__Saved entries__

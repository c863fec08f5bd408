//! Bidirectional bridge between [`Value`]s and application types.
//!
//! Encoding follows a two-phase policy: a registered native converter is used
//! exclusively when present; otherwise the value is flattened into a single
//! column value, and if it turns out to be composite the whole value is
//! serialized as JSON text instead. Decoding mirrors it: native converter
//! first, otherwise the stored value is read back as JSON.
//!
//! Any text the non-native path stores is a JSON document, so a string that
//! itself looks like JSON (`"null"`, `"\"x\""`) reads back unchanged.

use crate::Result;
use crate::error::{EncodeError, EncodeErrorKind, Error, TypeError};
use crate::flat::{FlatError, to_flat_value};
use crate::record::{Record, RecordDecoder, RecordEncoder, RecordMapping};
use crate::registry::ConverterRegistry;
use crate::row::FieldSource;
use crate::value::Value;
use serde::Serialize;
use serde::de::DeserializeOwned;
use std::sync::Arc;

/// A query parameter: a literal value or a raw SQL fragment.
#[derive(Debug, Clone, PartialEq)]
pub enum Expression {
    Literal(Value),
    Raw(String),
}

/// Bridge behavior switches.
#[derive(Debug, Clone, Copy, PartialEq, Eq)]
pub struct BridgeOptions {
    /// Serialize composite values as JSON text instead of refusing them.
    pub json_fallback: bool,
}

impl Default for BridgeOptions {
    fn default() -> Self {
        Self {
            json_fallback: true,
        }
    }
}

/// Maps records and single values to and from [`Value`]s.
///
/// Cloning is cheap; the registry is shared.
#[derive(Debug, Clone)]
pub struct Bridge {
    registry: Arc<ConverterRegistry>,
    options: BridgeOptions,
}

impl Default for Bridge {
    fn default() -> Self {
        Self::new()
    }
}

impl Bridge {
    /// A bridge with the builtin scalar converters and JSON fallback enabled.
    pub fn new() -> Self {
        Self::with_registry(ConverterRegistry::with_builtins().build())
    }

    /// A bridge over a caller-built registry.
    pub fn with_registry(registry: ConverterRegistry) -> Self {
        Self {
            registry: Arc::new(registry),
            options: BridgeOptions::default(),
        }
    }

    /// Replace the bridge options.
    pub fn options(mut self, options: BridgeOptions) -> Self {
        self.options = options;
        self
    }

    pub fn registry(&self) -> &ConverterRegistry {
        &self.registry
    }

    /// Encode one value: native converter, else flat, else JSON text.
    pub fn encode_value<F: Serialize + 'static>(&self, value: &F) -> Result<Value> {
        if let Some(native) = self.registry.encode(value) {
            return native;
        }

        match to_flat_value(value) {
            Ok(Value::Text(_)) => json_text(value, "string"),
            Ok(flat) => Ok(flat),
            Err(FlatError::NeedsJson(shape)) => self.encode_json(value, shape),
            Err(FlatError::Unsupported(message)) => Err(Error::Encode(EncodeError {
                kind: EncodeErrorKind::Unsupported,
                field: None,
                message,
            })),
        }
    }

    fn encode_json<F: Serialize>(&self, value: &F, shape: &'static str) -> Result<Value> {
        if !self.options.json_fallback {
            return Err(Error::Encode(EncodeError {
                kind: EncodeErrorKind::Refused,
                field: None,
                message: format!("{} needs JSON encoding but JSON fallback is disabled", shape),
            }));
        }
        tracing::debug!(shape, "encoding composite value as JSON text");
        json_text(value, shape)
    }

    /// Decode one value: native converter, else JSON.
    pub fn decode_value<F: DeserializeOwned + 'static>(&self, value: &Value) -> Result<F> {
        if let Some(native) = self.registry.decode::<F>(value) {
            return native;
        }
        decode_json(value)
    }

    /// Map a record to its field-level normal form.
    ///
    /// Fails as a whole if any field fails; a partial mapping is never returned.
    pub fn encode_record<T: Record>(&self, record: &T) -> Result<RecordMapping> {
        let mut encoder = RecordEncoder::new(self);
        record.encode_fields(&mut encoder)?;
        Ok(encoder.finish())
    }

    /// Rebuild a record from a row or mapping.
    pub fn decode_record<T: Record>(&self, source: &dyn FieldSource) -> Result<T> {
        T::decode_fields(&RecordDecoder::new(self, source))
    }

    /// Encode a query parameter, letting types with the expression
    /// capability emit raw SQL.
    pub fn encode_expression<F: Serialize + 'static>(&self, value: &F) -> Result<Expression> {
        if let Some(sql) = self.registry.expression(value) {
            return Ok(Expression::Raw(sql));
        }
        self.encode_value(value).map(Expression::Literal)
    }
}

fn json_text<F: Serialize>(value: &F, shape: &str) -> Result<Value> {
    serde_json::to_string(value).map(Value::Text).map_err(|e| {
        Error::Encode(EncodeError {
            kind: EncodeErrorKind::Serialize,
            field: None,
            message: format!("JSON serialization of {} failed: {}", shape, e),
        })
    })
}

fn json_mismatch<F>(actual: impl Into<String>) -> Error {
    Error::Type(TypeError::new(std::any::type_name::<F>(), actual))
}

/// Read a stored value back through JSON.
///
/// Text is parsed as a JSON document. Text that is not JSON at all, such as
/// an ENUM column written by the server, is read as a JSON string instead;
/// valid JSON of the wrong shape is a mismatch.
fn decode_json<F: DeserializeOwned>(value: &Value) -> Result<F> {
    match value {
        Value::Text(text) => match serde_json::from_str::<F>(text) {
            Ok(decoded) => Ok(decoded),
            Err(parse_err) if parse_err.is_syntax() || parse_err.is_eof() => {
                serde_json::from_value(serde_json::Value::String(text.clone()))
                    .map_err(|_| json_mismatch::<F>(format!("TEXT ({})", parse_err)))
            }
            Err(parse_err) => Err(json_mismatch::<F>(format!("TEXT ({})", parse_err))),
        },
        Value::Json(json) => serde_json::from_value(json.clone())
            .map_err(|e| json_mismatch::<F>(format!("JSON ({})", e))),
        Value::Bytes(_) => Err(json_mismatch::<F>("BLOB")),
        other => {
            let json = other
                .to_json()
                .ok_or_else(|| json_mismatch::<F>(other.type_name()))?;
            serde_json::from_value(json).map_err(|_| json_mismatch::<F>(other.type_name()))
        }
    }
}

#[cfg(test)]
mod tests {
    use super::*;
    use crate::registry::SqlExpression;
    use serde::{Deserialize, Serialize};

    #[derive(Debug, PartialEq, Serialize, Deserialize)]
    enum Role {
        Admin,
        Member,
    }

    #[derive(Debug, PartialEq, Serialize, Deserialize)]
    struct Address {
        city: String,
        zip: Option<String>,
    }

    #[derive(Serialize)]
    struct CurrentTimestamp;

    impl SqlExpression for CurrentTimestamp {
        fn sql_expression(&self) -> String {
            "CURRENT_TIMESTAMP".to_string()
        }
    }

    #[test]
    fn native_values_pass_through() {
        let bridge = Bridge::new();
        assert_eq!(bridge.encode_value(&42i32).unwrap(), Value::Int(42));
        assert_eq!(
            bridge.encode_value(&vec![1u8, 2, 3]).unwrap(),
            Value::Bytes(vec![1, 2, 3])
        );
        assert_eq!(bridge.decode_value::<u8>(&Value::UInt(7)).unwrap(), 7);
    }

    #[test]
    fn composites_become_json_text() {
        let bridge = Bridge::new();
        let value = bridge.encode_value(&vec![vec![1, 2], vec![3]]).unwrap();
        assert_eq!(value, Value::Text("[[1,2],[3]]".to_string()));
        let back: Vec<Vec<i32>> = bridge.decode_value(&value).unwrap();
        assert_eq!(back, vec![vec![1, 2], vec![3]]);
    }

    #[test]
    fn nested_struct_round_trips() {
        let bridge = Bridge::new();
        let address = Address {
            city: "Lisbon".to_string(),
            zip: None,
        };
        let value = bridge.encode_value(&address).unwrap();
        let back: Address = bridge.decode_value(&value).unwrap();
        assert_eq!(back, address);
    }

    #[derive(Debug, PartialEq, Serialize, Deserialize)]
    struct Nick(String);

    #[test]
    fn unit_variants_round_trip_as_json_strings() {
        let bridge = Bridge::new();
        let value = bridge.encode_value(&Role::Admin).unwrap();
        assert_eq!(value, Value::Text("\"Admin\"".to_string()));
        assert_eq!(bridge.decode_value::<Role>(&value).unwrap(), Role::Admin);
        assert!(bridge.decode_value::<Role>(&Value::Text("Guest".to_string())).is_err());
    }

    #[test]
    fn server_enum_text_decodes_into_unit_variant() {
        let bridge = Bridge::new();
        assert_eq!(
            bridge
                .decode_value::<Role>(&Value::Text("Member".to_string()))
                .unwrap(),
            Role::Member
        );
    }

    #[test]
    fn string_newtype_holding_json_survives() {
        let bridge = Bridge::new();
        let quoted = Nick("\"quoted\"".to_string());
        let value = bridge.encode_value(&quoted).unwrap();
        assert_eq!(bridge.decode_value::<Nick>(&value).unwrap(), quoted);

        let alias = Some(Nick("null".to_string()));
        let value = bridge.encode_value(&alias).unwrap();
        assert_eq!(value, Value::Text("\"null\"".to_string()));
        assert_eq!(bridge.decode_value::<Option<Nick>>(&value).unwrap(), alias);

        let none: Option<Nick> = None;
        assert_eq!(bridge.encode_value(&none).unwrap(), Value::Null);
        assert_eq!(bridge.decode_value::<Option<Nick>>(&Value::Null).unwrap(), None);
    }

    #[test]
    fn json_of_the_wrong_shape_is_a_mismatch() {
        let bridge = Bridge::new();
        let err = bridge
            .decode_value::<Nick>(&Value::Text("[1]".to_string()))
            .unwrap_err();
        assert!(matches!(err, Error::Type(_)));
    }

    #[test]
    fn json_column_decodes_into_struct() {
        let bridge = Bridge::new();
        let value = Value::Json(serde_json::json!({"city": "Oslo", "zip": "0150"}));
        let back: Address = bridge.decode_value(&value).unwrap();
        assert_eq!(back.zip.as_deref(), Some("0150"));
    }

    #[test]
    fn null_only_decodes_into_optional_types() {
        let bridge = Bridge::new();
        assert_eq!(
            bridge.decode_value::<Option<Vec<i32>>>(&Value::Null).unwrap(),
            None
        );
        let err = bridge.decode_value::<Vec<i32>>(&Value::Null).unwrap_err();
        match err {
            Error::Type(te) => assert_eq!(te.actual, "NULL"),
            other => panic!("unexpected error: {other}"),
        }
    }

    #[test]
    fn bytes_never_decode_through_json() {
        let bridge = Bridge::new();
        assert!(
            bridge
                .decode_value::<Vec<i32>>(&Value::Bytes(vec![1]))
                .is_err()
        );
    }

    #[test]
    fn disabled_fallback_refuses_composites() {
        let bridge = Bridge::new().options(BridgeOptions {
            json_fallback: false,
        });
        let err = bridge.encode_value(&vec![1, 2]).unwrap_err();
        assert!(matches!(
            err,
            Error::Encode(EncodeError {
                kind: EncodeErrorKind::Refused,
                ..
            })
        ));
        assert_eq!(bridge.encode_value(&5i64).unwrap(), Value::Int(5));
    }

    #[test]
    fn expressions_prefer_raw_capability() {
        let registry = ConverterRegistry::with_builtins()
            .expression::<CurrentTimestamp>()
            .build();
        let bridge = Bridge::with_registry(registry);
        assert_eq!(
            bridge.encode_expression(&CurrentTimestamp).unwrap(),
            Expression::Raw("CURRENT_TIMESTAMP".to_string())
        );
        assert_eq!(
            bridge.encode_expression(&"abc".to_string()).unwrap(),
            Expression::Literal(Value::Text("abc".to_string()))
        );
        assert_eq!(
            bridge.encode_expression(&vec!["a", "b"]).unwrap(),
            Expression::Literal(Value::Text("[\"a\",\"b\"]".to_string()))
        );
    }
}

__WHAT IS BEING ASKED__
If a line comes after the one containing "pub struct BridgeOptions", leave it out; set down every line of the data before it, and that line itself, exactly.

__RESULT OF THIS EXERCISE__
repository c863fec08f5bd408
//! Bidirectional bridge between [`Value`]s and application types.
//!
//! Encoding follows a two-phase policy: a registered native converter is used
//! exclusively when present; otherwise the value is flattened into a single
//! column value, and if it turns out to be composite the whole value is
//! serialized as JSON text instead. Decoding mirrors it: native converter
//! first, otherwise the stored value is read back as JSON.
//!
//! Any text the non-native path stores is a JSON document, so a string that
//! itself looks like JSON (`"null"`, `"\"x\""`) reads back unchanged.

use crate::Result;
use crate::error::{EncodeError, EncodeErrorKind, Error, TypeError};
use crate::flat::{FlatError, to_flat_value};
use crate::record::{Record, RecordDecoder, RecordEncoder, RecordMapping};
use crate::registry::ConverterRegistry;
use crate::row::FieldSource;
use crate::value::Value;
use serde::Serialize;
use serde::de::DeserializeOwned;
use std::sync::Arc;

/// A query parameter: a literal value or a raw SQL fragment.
#[derive(Debug, Clone, PartialEq)]
pub enum Expression {
    Literal(Value),
    Raw(String),
}

/// Bridge behavior switches.
#[derive(Debug, Clone, Copy, PartialEq, Eq)]
pub struct BridgeOptions {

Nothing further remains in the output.